Tandis que les pratiques actuelles d’incinération que sont la création et l’inhumation sont accusées de polluer notre environnement, des alternatives plus vertes pourraient bien se développer.

Et si les funérailles se faisaient écologiques ?

La mort et l’écologie

Si l’écologie est aujourd’hui un sujet récurrent dans notre quotidien, il n’est pas rare d’organiser des événements allant dans ce sens comme des mariages, des baptêmes ou encore des communions dites écoresponsables.

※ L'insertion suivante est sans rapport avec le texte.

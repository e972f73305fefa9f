use crate::app_config::{AppConfig, Environment};
use crate::ConfigError;

/// Load application configuration from environment variables.
///
/// Calls `dotenvy::dotenv().ok()` to load `.env` files before reading env vars.
///
/// # Errors
///
/// Returns `ConfigError` if a value is present but cannot be parsed.
pub fn load_app_config() -> Result<AppConfig, ConfigError> {
    dotenvy::dotenv().ok();
    load_app_config_from_env()
}

/// Load application configuration from environment variables already in the process.
///
/// Unlike [`load_app_config`], this does NOT load `.env` files.
///
/// # Errors
///
/// Returns `ConfigError` if a value is present but cannot be parsed.
pub fn load_app_config_from_env() -> Result<AppConfig, ConfigError> {
    build_app_config(|key| std::env::var(key))
}

/// Build application configuration using the provided env-var lookup function.
///
/// Every variable has a default; the provider API keys stay `None` when unset so
/// the server can report the affected endpoint as unavailable instead of
/// refusing to start.
fn build_app_config<F>(lookup: F) -> Result<AppConfig, ConfigError>
where
    F: Fn(&str) -> Result<String, std::env::VarError>,
{
    use std::net::SocketAddr;
    use std::path::PathBuf;

    let or_default = |var: &str, default: &str| -> String {
        lookup(var).unwrap_or_else(|_| default.to_string())
    };

    let optional = |var: &str| -> Option<String> {
        lookup(var)
            .ok()
            .map(|v| v.trim().to_string())
            .filter(|v| !v.is_empty())
    };

    let parse_addr = |var: &str, default: &str| -> Result<SocketAddr, ConfigError> {
        let raw = or_default(var, default);
        raw.parse::<SocketAddr>()
            .map_err(|e| ConfigError::InvalidEnvVar {
                var: var.to_string(),
                reason: e.to_string(),
            })
    };

    let parse_u64 = |var: &str, default: &str| -> Result<u64, ConfigError> {
        let raw = or_default(var, default);
        raw.parse::<u64>().map_err(|e| ConfigError::InvalidEnvVar {
            var: var.to_string(),
            reason: e.to_string(),
        })
    };

    let parse_url = |var: &str, default: &str| -> Result<String, ConfigError> {
        let raw = or_default(var, default);
        reqwest::Url::parse(&raw).map_err(|e| ConfigError::InvalidEnvVar {
            var: var.to_string(),
            reason: e.to_string(),
        })?;
        Ok(raw.trim_end_matches('/').to_string())
    };

    let env = parse_environment(&or_default("POIDASH_ENV", "development"));
    let bind_addr = parse_addr("POIDASH_BIND_ADDR", "0.0.0.0:3000")?;
    let log_level = or_default("POIDASH_LOG_LEVEL", "info");

    let store_url = parse_url("POIDASH_STORE_URL", "https://mharmony.barikoimaps.dev")?;
    let http_timeout_secs = parse_u64("POIDASH_HTTP_TIMEOUT_SECS", "60")?;
    let user_agent = or_default("POIDASH_USER_AGENT", "poidash/0.1 (poi-review)");

    let openai_api_key = optional("OPENAI_API_KEY");
    let openai_model = or_default("POIDASH_OPENAI_MODEL", "gpt-4o");
    let openai_base_url = parse_url("POIDASH_OPENAI_BASE_URL", "https://api.openai.com")?;

    let gemini_api_key = optional("GEMINI_API_KEY");
    let gemini_model = or_default("POIDASH_GEMINI_MODEL", "gemini-1.5-flash");
    let gemini_base_url = parse_url(
        "POIDASH_GEMINI_BASE_URL",
        "https://generativelanguage.googleapis.com",
    )?;

    let export_dir = PathBuf::from(or_default("POIDASH_EXPORT_DIR", "."));
    let export_source = or_default("POIDASH_EXPORT_SOURCE", "POI Review Dashboard");

    Ok(AppConfig {
        env,
        bind_addr,
        log_level,
        store_url,
        http_timeout_secs,
        user_agent,
        openai_api_key,
        openai_model,
        openai_base_url,
        gemini_api_key,
        gemini_model,
        gemini_base_url,
        export_dir,
        export_source,
    })
}

/// Parse a string into an `Environment` variant.
///
/// Unrecognized values default to `Environment::Development`.
fn parse_environment(s: &str) -> Environment {
    match s {
        "production" => Environment::Production,
        "test" => Environment::Test,
        _ => Environment::Development,
    }
}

On fait plus attention à la décoration, aux matériaux choisis pour les faire-part. On cherche à proposer un buffet bio et local, tandis que certaines mariées vont jusqu’à louer leur robe au lieu d’investir dans un achat qui ne sera porté qu’une seule fois.

D’un autre côté, il existe un événement auquel on pense moins en termes d’écologie, c’est notre mort, nos funérailles.

Et si l’on prolongeait l’engagement environnemental de chacun en réduisant l’empreinte écologique sur la planète, même après notre mort ?

Crémation et inhumation : 2 pratiques à reconsidérer

À propos de l’inhumation

La mise en terre d’un être humain n’est pas sans conséquence sur la préservation des sols.
En effet, l’inhumation dégage environ 833 kg de CO2 dans tout son processus, soit l’équivalent de 12 % des émissions d’un Français sur une année. Pourquoi ?

Beaucoup de cercueils utilisés sont en bois comme matériau principal et quand on sait qu’il faut l’équivalent d’un chêne de 80 ans pour construire 5 cercueils, on comprend l’incidence sur notre environnement.

En parallèle, l’utilisation de cercueils biodégradables fait économiser :

  • 31 500 km² de forêts/an ;
  • 6 millions m³ d’eau ;
  • 35 L de fuel.

Avec près de 500 000 décès chaque année en France, on n’ose imaginer le nombre d’arbres à abattre pour la fabrication des cercueils.

De plus, la préservation du corps, qui est une étape préalable à la mise en bière, requiert l’utilisation de produits toxiques (pouvant aller jusqu’à 10 L de formol pour préparer un seul corps dans certains cas).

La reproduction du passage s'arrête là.